The role of the chief financial officer (CFO) is at a pivotal point. Technological advances, economic uncertainty and competitive pressures all pose significant opportunities and challenges for businesses, and the need to bridge the gap between the finance function and wider business goals has never been greater.
Against this backdrop, the role of the CFO has evolved from financial gatekeeper to strategic player, with fellow C-suites and stakeholders increasingly relying on CFOs to leverage their insight, expertise and financial data to steer the organisation. This, however, requires CFOs to embrace new ways of thinking, develop a deeper understanding of the business and adopt new technology.

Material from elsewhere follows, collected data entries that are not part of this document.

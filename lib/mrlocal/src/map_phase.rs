use crate::api::Mapper;
use crate::context::WorkerBinding;
use crate::error::{MrError, Phase, Result};
use crate::store::PartitionStore;
use crate::utils::elapsed_ms;
use crate::work_queue::WorkQueue;
use std::panic::{catch_unwind, AssertUnwindSafe};
use std::sync::Arc;
use std::thread;
use std::time::Instant;
use tracing::{debug, error};

#[derive(Clone, Debug)]
pub(crate) struct MapWorkerStats {
    pub worker: usize,
    pub inputs: u64,
    pub wall_ms: u64,
}

/// Runs `num_mappers` workers over the queue and returns once all of them
/// have exited. This join is the map barrier.
pub(crate) fn run_map_phase<M: Mapper + ?Sized>(
    mapper: &M,
    queue: &WorkQueue,
    store: &Arc<PartitionStore>,
    num_mappers: usize,
) -> Result<Vec<MapWorkerStats>> {
    thread::scope(|s| {
        let mut handles = Vec::with_capacity(num_mappers);
        let mut spawn_err = None;
        for worker in 0..num_mappers {
            let store = Arc::clone(store);
            let spawned = thread::Builder::new()
                .name(format!("mr-map-{}", worker))
                .spawn_scoped(s, move || map_worker(worker, mapper, queue, store));
            match spawned {
                Ok(h) => handles.push(h),
                Err(e) => {
                    error!(worker, "failed to spawn map worker: {}", e);
                    queue.close();
                    spawn_err = Some(MrError::Spawn { phase: Phase::Map, source: e });
                    break;
                }
            }
        }

        let mut stats = Vec::with_capacity(handles.len());
        let mut first_err = spawn_err;
        for (worker, h) in handles.into_iter().enumerate() {
            let res = h.join().unwrap_or(Err(MrError::WorkerPanicked { phase: Phase::Map, worker }));
            match res {
                Ok(st) => stats.push(st),
                Err(e) => {
                    if first_err.is_none() { first_err = Some(e); }
                }
            }
        }
        match first_err {
            Some(e) => Err(e),
            None => Ok(stats),
        }
    })
}

fn map_worker<M: Mapper + ?Sized>(
    worker: usize,
    mapper: &M,
    queue: &WorkQueue,
    store: Arc<PartitionStore>,
) -> Result<MapWorkerStats> {
    let start = Instant::now();
    let _binding = WorkerBinding::bind(store);
    debug!(worker, "map worker starting");
    let mut inputs = 0u64;
    while let Some((idx, input)) = queue.take_next() {
        match catch_unwind(AssertUnwindSafe(|| mapper.map(input))) {
            Ok(Ok(())) => inputs += 1,
            Ok(Err(e)) => {
                error!(worker, input_idx = idx, input, "map failed: {:#}", e);
                queue.close();
                return Err(MrError::MapFailed { input: input.to_string(), source: e });
            }
            Err(_) => {
                error!(worker, input_idx = idx, input, "map panicked");
                queue.close();
                return Err(MrError::WorkerPanicked { phase: Phase::Map, worker });
            }
        }
    }
    let wall_ms = elapsed_ms(start);
    debug!(worker, inputs, wall_ms, "map worker done");
    Ok(MapWorkerStats { worker, inputs, wall_ms })
}
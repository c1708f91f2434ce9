//! Pull-style iteration over a finalized partition.

use crate::sort::SortedPartition;
use std::iter::FusedIterator;

/// Values of a single key, pulled one at a time.
///
/// `None` marks the end of the values and keeps being returned on every
/// later call. The sequence cannot be restarted:
///
/// ```compile_fail
/// fn restartable<T: Clone>() {}
/// restartable::<mrlocal::Values<'static>>();
/// ```
#[derive(Debug)]
pub struct Values<'a> {
    partition: Option<&'a SortedPartition>,
    pos: usize,
    end: usize,
}

impl<'a> Values<'a> {
    fn empty() -> Self {
        Self { partition: None, pos: 0, end: 0 }
    }

    pub fn next_value(&mut self) -> Option<&'a [u8]> {
        let partition = self.partition?;
        if self.pos >= self.end {
            return None;
        }
        let v = partition.value_at(self.pos);
        self.pos += 1;
        Some(v)
    }

    pub fn remaining(&self) -> usize {
        self.end - self.pos
    }
}

impl<'a> Iterator for Values<'a> {
    type Item = &'a [u8];

    fn next(&mut self) -> Option<Self::Item> {
        self.next_value()
    }

    fn size_hint(&self) -> (usize, Option<usize>) {
        (self.remaining(), Some(self.remaining()))
    }
}

impl ExactSizeIterator for Values<'_> {}
impl FusedIterator for Values<'_> {}

/// Per-partition reduce state: which key run is current and how far into
/// its values the reducer has pulled.
#[derive(Debug)]
pub struct ReduceCursor<'a> {
    partition: &'a SortedPartition,
    next_run: usize,
    current: Values<'a>,
}

impl<'a> ReduceCursor<'a> {
    pub(crate) fn new(partition: &'a SortedPartition) -> Self {
        Self { partition, next_run: 0, current: Values::empty() }
    }

    /// Moves to the next distinct key, dropping whatever was left unread of
    /// the previous one. `None` once every key has been visited.
    pub fn advance_key(&mut self) -> Option<&'a [u8]> {
        match self.partition.run(self.next_run) {
            Some(run) => {
                self.next_run += 1;
                let key = self.partition.key_at(run.start);
                self.current = Values { partition: Some(self.partition), pos: run.start, end: run.end };
                Some(key)
            }
            None => {
                self.current = Values::empty();
                None
            }
        }
    }

    pub fn next_value(&mut self) -> Option<&'a [u8]> {
        self.current.next_value()
    }

    pub fn values(&mut self) -> &mut Values<'a> {
        &mut self.current
    }
}
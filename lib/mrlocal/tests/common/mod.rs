#![allow(dead_code)]

use mrlocal::{Partitioner, Reducer, Values};
use std::collections::BTreeMap;
use std::sync::{Mutex, MutexGuard, PoisonError};

static SERIAL: Mutex<()> = Mutex::new(());

/// Only one run may be active per process, and the test harness runs tests
/// on parallel threads.
pub fn serial() -> MutexGuard<'static, ()> {
    SERIAL.lock().unwrap_or_else(PoisonError::into_inner)
}

/// Every reduce invocation, keyed by (partition, key), with the values it pulled.
#[derive(Default)]
pub struct Collected {
    pub calls: Mutex<Vec<(usize, Vec<u8>, Vec<Vec<u8>>)>>,
}

impl Collected {
    pub fn record(&self, key: &[u8], values: &mut Values<'_>, partition: usize) -> anyhow::Result<()> {
        let vals: Vec<Vec<u8>> = values.map(<[u8]>::to_vec).collect();
        self.calls.lock().unwrap().push((partition, key.to_vec(), vals));
        Ok(())
    }

    pub fn into_calls(self) -> Vec<(usize, Vec<u8>, Vec<Vec<u8>>)> {
        self.calls.into_inner().unwrap()
    }

    /// key -> sorted values, asserting no key was reduced twice.
    pub fn grouped(self) -> BTreeMap<Vec<u8>, Vec<Vec<u8>>> {
        let mut out = BTreeMap::new();
        for (_, key, mut vals) in self.into_calls() {
            vals.sort();
            assert!(out.insert(key.clone(), vals).is_none(), "key {:?} reduced twice", key);
        }
        out
    }
}

/// Single-threaded reference: map everything, group, sort values.
pub fn reference<F>(inputs: &[&str], mut map: F) -> BTreeMap<Vec<u8>, Vec<Vec<u8>>>
where
    F: FnMut(&str, &mut dyn FnMut(&[u8], &[u8])),
{
    let mut out: BTreeMap<Vec<u8>, Vec<Vec<u8>>> = BTreeMap::new();
    for input in inputs {
        map(input, &mut |k, v| out.entry(k.to_vec()).or_default().push(v.to_vec()));
    }
    for vals in out.values_mut() {
        vals.sort();
    }
    out
}

pub struct FirstBytePartitioner;

impl Partitioner for FirstBytePartitioner {
    fn partition(&self, key: &[u8], num_partitions: usize) -> usize {
        key.first().map(|b| *b as usize % num_partitions).unwrap_or(0)
    }
}

/// Struct-form reducer feeding a [`Collected`], for `Job::run`.
pub struct Collecting<'a>(pub &'a Collected);

impl Reducer for Collecting<'_> {
    fn reduce(&self, key: &[u8], values: &mut Values<'_>, partition: usize) -> anyhow::Result<()> {
        self.0.record(key, values, partition)
    }
}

To gain insights into how CFOs are adapting to the changing landscape, Raconteur and Payhawk surveyed over 200 decision-makers across a variety of industries. The research uncovered the importance of a holistic view for sustainable growth, the strategies CFOs are employing to navigate tough economic conditions, and the vital role finance technology and spend management data will play in helping businesses grow.

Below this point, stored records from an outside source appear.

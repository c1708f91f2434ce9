use crate::api::Reducer;
use crate::cursor::ReduceCursor;
use crate::error::{MrError, Phase, Result};
use crate::sort::SortedStore;
use crate::utils::elapsed_ms;
use std::panic::{catch_unwind, AssertUnwindSafe};
use std::sync::atomic::{AtomicBool, Ordering};
use std::thread;
use std::time::Instant;
use tracing::{debug, error};

#[derive(Clone, Debug)]
pub(crate) struct ReduceWorkerStats {
    pub partition: usize,
    pub keys: u64,
    pub values_pulled: u64,
    pub wall_ms: u64,
}

/// One worker per partition; returns once every worker has exited. The
/// first failing worker stops its siblings at their next key.
pub(crate) fn run_reduce_phase<R: Reducer + ?Sized>(reducer: &R, store: &SortedStore) -> Result<Vec<ReduceWorkerStats>> {
    let num_reducers = store.num_partitions();
    let abort = AtomicBool::new(false);
    let abort = &abort;
    thread::scope(|s| {
        let mut handles = Vec::with_capacity(num_reducers);
        let mut spawn_err = None;
        for partition in 0..num_reducers {
            let spawned = thread::Builder::new()
                .name(format!("mr-reduce-{}", partition))
                .spawn_scoped(s, move || reduce_worker(partition, reducer, store, abort));
            match spawned {
                Ok(h) => handles.push(h),
                Err(e) => {
                    error!(partition, "failed to spawn reduce worker: {}", e);
                    abort.store(true, Ordering::Release);
                    spawn_err = Some(MrError::Spawn { phase: Phase::Reduce, source: e });
                    break;
                }
            }
        }

        let mut stats = Vec::with_capacity(handles.len());
        let mut first_err = spawn_err;
        for (partition, h) in handles.into_iter().enumerate() {
            let res = h.join().unwrap_or(Err(MrError::WorkerPanicked { phase: Phase::Reduce, worker: partition }));
            match res {
                Ok(st) => stats.push(st),
                Err(e) => {
                    if first_err.is_none() { first_err = Some(e); }
                }
            }
        }
        match first_err {
            Some(e) => Err(e),
            None => Ok(stats),
        }
    })
}

fn reduce_worker<R: Reducer + ?Sized>(
    partition: usize,
    reducer: &R,
    store: &SortedStore,
    abort: &AtomicBool,
) -> Result<ReduceWorkerStats> {
    let start = Instant::now();
    let sorted = store.partition(partition).ok_or(MrError::PartitionOutOfRange {
        partition,
        num_partitions: store.num_partitions(),
    })?;
    let mut cursor = ReduceCursor::new(sorted);
    debug!(partition, records = sorted.len(), "reduce worker starting");
    let mut keys = 0u64;
    let mut values_pulled = 0u64;
    loop {
        if abort.load(Ordering::Acquire) {
            // the failing sibling carries the error
            debug!(partition, keys, "reduce worker stopping after a sibling failed");
            break;
        }
        let Some(key) = cursor.advance_key() else { break };
        let values = cursor.values();
        let before = values.remaining();
        let res = catch_unwind(AssertUnwindSafe(|| reducer.reduce(key, values, partition)));
        match res {
            Ok(Ok(())) => {}
            Ok(Err(e)) => {
                error!(partition, "reduce failed: {:#}", e);
                abort.store(true, Ordering::Release);
                return Err(MrError::ReduceFailed { partition, source: e });
            }
            Err(_) => {
                error!(partition, "reduce panicked");
                abort.store(true, Ordering::Release);
                return Err(MrError::WorkerPanicked { phase: Phase::Reduce, worker: partition });
            }
        }
        keys += 1;
        values_pulled += before.saturating_sub(cursor.values().remaining()) as u64;
    }
    let wall_ms = elapsed_ms(start);
    debug!(partition, keys, values_pulled, wall_ms, "reduce worker done");
    Ok(ReduceWorkerStats { partition, keys, values_pulled, wall_ms })
}
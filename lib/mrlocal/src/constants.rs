//! Centralized environment variable names and default values for run tuning.

// Environment variable names
pub const ENV_NUM_MAPPERS: &str = "MRLOCAL_NUM_MAPPERS";
pub const ENV_NUM_REDUCERS: &str = "MRLOCAL_NUM_REDUCERS";
pub const ENV_ARENA_CHUNK_BYTES: &str = "MRLOCAL_ARENA_CHUNK_BYTES";
pub const ENV_PARALLEL_FINALIZE: &str = "MRLOCAL_PARALLEL_FINALIZE";

// Defaults
// Arena chunk per partition; records larger than this get their own chunk
pub const DEFAULT_ARENA_CHUNK_BYTES: usize = 64 * 1024; // 64 KiB
// Record index starts small, most partitions see many emits
pub const DEFAULT_RECORD_CAPACITY: usize = 1024;
pub const DEFAULT_PARALLEL_FINALIZE: bool = true;

/// Seed of the djb2 string hash used by the default partitioner.
pub const DJB2_SEED: u64 = 5381;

Traditionally, CFOs have had a lot to juggle, with key focuses on accounting, tax, and safeguarding assets during volatility. These focuses continue to be a high priority for CFOs, but now, finance leaders are also adapting their financial strategies to respond to external economic pressures such as inflation and interest rates.

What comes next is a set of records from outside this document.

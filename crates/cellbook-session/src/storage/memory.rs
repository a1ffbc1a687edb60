//! In-memory notebook storage.

use std::{collections::HashMap, sync::RwLock};

use async_trait::async_trait;
use cellbook_core::{
    Notebook, NotebookId,
    notebook::now,
    traits::{NotebookPatch, NotebookStorage, StorageError},
};
use uuid::Uuid;

/// In-memory storage implementation.
///
/// Useful for tests and single-process embedding. Data is lost on
/// restart.
pub struct MemoryNotebookStorage {
    notebooks: RwLock<HashMap<NotebookId, Notebook>>,
}

impl MemoryNotebookStorage {
    /// Create a new in-memory storage.
    #[must_use]
    pub fn new() -> Self {
        Self {
            notebooks: RwLock::new(HashMap::new()),
        }
    }
}

impl Default for MemoryNotebookStorage {
    fn default() -> Self {
        Self::new()
    }
}

#[async_trait]
impl NotebookStorage for MemoryNotebookStorage {
    async fn list(&self) -> Result<Vec<Notebook>, StorageError> {
        let notebooks = self
            .notebooks
            .read()
            .map_err(|e| StorageError::Internal(e.to_string()))?;

        let mut result: Vec<Notebook> = notebooks.values().cloned().collect();
        // Newest first.
        result.sort_by(|a, b| b.created_at.cmp(&a.created_at));
        Ok(result)
    }

    async fn get(&self, id: &str) -> Result<Option<Notebook>, StorageError> {
        Ok(self
            .notebooks
            .read()
            .map_err(|e| StorageError::Internal(e.to_string()))?
            .get(id)
            .cloned())
    }

    async fn create(&self, title: &str) -> Result<Notebook, StorageError> {
        let notebook = Notebook::new(Uuid::new_v4().to_string(), title);

        self.notebooks
            .write()
            .map_err(|e| StorageError::Internal(e.to_string()))?
            .insert(notebook.id.clone(), notebook.clone());

        Ok(notebook)
    }

    async fn update(&self, id: &str, patch: NotebookPatch) -> Result<Notebook, StorageError> {
        let mut notebooks = self
            .notebooks
            .write()
            .map_err(|e| StorageError::Internal(e.to_string()))?;

        let notebook = notebooks
            .get_mut(id)
            .ok_or_else(|| StorageError::NotFound(id.to_string()))?;

        if let Some(title) = patch.title {
            notebook.title = title;
        }
        if let Some(cells) = patch.cells {
            notebook.cells = cells;
        }
        notebook.updated_at = now();

        Ok(notebook.clone())
    }

    async fn delete(&self, id: &str) -> Result<(), StorageError> {
        let removed = self
            .notebooks
            .write()
            .map_err(|e| StorageError::Internal(e.to_string()))?
            .remove(id);

        match removed {
            Some(_) => Ok(()),
            None => Err(StorageError::NotFound(id.to_string())),
        }
    }
}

More than half (54%) of respondents said they are focusing on streamlining costs to cope with these challenges, while 48% said they were tackling a tough economic climate by improving cash flow forecasting - an essential activity when trying to better understand the potential financial runway a business might have in periods of uncertainty.
A stark finding to emerge from the research is that more than half of respondents (58%) say they have had to make or consider making customer experience compromises to survive in the current climate. This data surfaces a trend that could potentially see businesses take actions that negatively impact consumer satisfaction and loyalty, as well as damage their ability to stay competitive.
There was also a division in the most common cost-efficiency measures taken by respondents, with chief technology officers (CTOs), chief operation officers (COOs) and chief information officers (CIOs) most likely to cite outsourcing non-core functions to lower costs, while CFOs prefer to conduct cost-benefit analysis to accurately pinpoint cost-efficiency opportunities
But beyond their core financial responsibilities, the results of the survey also shone a spotlight on the transition of the CFO to a value-adding business partner. The events of the past few years have undoubtedly heightened the need for CFOs to reevaluate their priorities and expectations to encompass a wide range of trends and considerations. As such, more than half of respondents now cite scenario planning (and access to accurate data to support planning) as their highest priority strategic response to navigate economic difficulty.
The unprecedented rate of change and new and emerging risks also require businesses to move faster – and agility will be critical. Unsurprisingly, 62% of respondents said building a more agile or strategic team is a leading priority for CFOs over the next 18 months.
As a result, CFOs are increasingly coming to be viewed as highly strategic leaders, with this recognition most widely acknowledged amongst CFOs and COOs. However, one in five CIOs believe CFOs remain undervalued in their business, suggesting that despite their growing responsibility, the depth of their involvement continues to be overlooked in some quarters.
A key trend that emerged was the pressing need for finance departments to gain a more holistic view of their organisation to support growth. However, the vast majority of respondents admitted that it is ‘extremely challenging’ to get complete, centralised control and visibility of the project/department spend and expenses across global or multi-entity businesses. This highlights the need for greater cross-team communication and collaboration.
Similarly, managing risk effectively, ensuring alignment between finance and operational goals and balancing short-term and long-term goals are all additional challenges facing finance departments.
The past few years have seen an explosion of new technologies to market. For the C-suite, it is becoming increasingly difficult to ignore the benefits offered by finance tech, from cost savings to enhanced operational efficiency and strategic insights. The research revealed a positive correlation between the use of IT and unlocking new opportunities, with 98% of respondents stating that finance tech helps them make decisions.
Investing in digital transformation and harnessing real-time insights across the business to steer the company’s strategy has emerged as a key priority for CFOs over the longer term.
Yet, the path to digital stewardship is not without its challenges. There exists a number of gaps between financial technology and decision-making. These include the ability to support long-term financial planning and strategy, managing financial risk and complying with regulation. In fact, 93% of respondents said harnessing centralised data analytics for informed financial planning and forecasting was a significant challenge.
These challenges mean CFOs must approach technology with a strategic mindset, creating a cross-business culture of digital learning and development and prioritising tools that really enhance the business’s operations and offer the most value.
Over the next 18 months, CFOs will walk a tightrope between seizing new opportunities and implementing robust strategies that ensure the business is well protected against economic volatility. Legacy systems, a lack of cross-team collaboration and visibility all pose obstacles for finance departments, highlighting the need for CFOs to remain adaptable, proactive and resilient. For those who not only recognise but fully embrace transformation, there is a brilliant opportunity to stand out and create value for their organisation.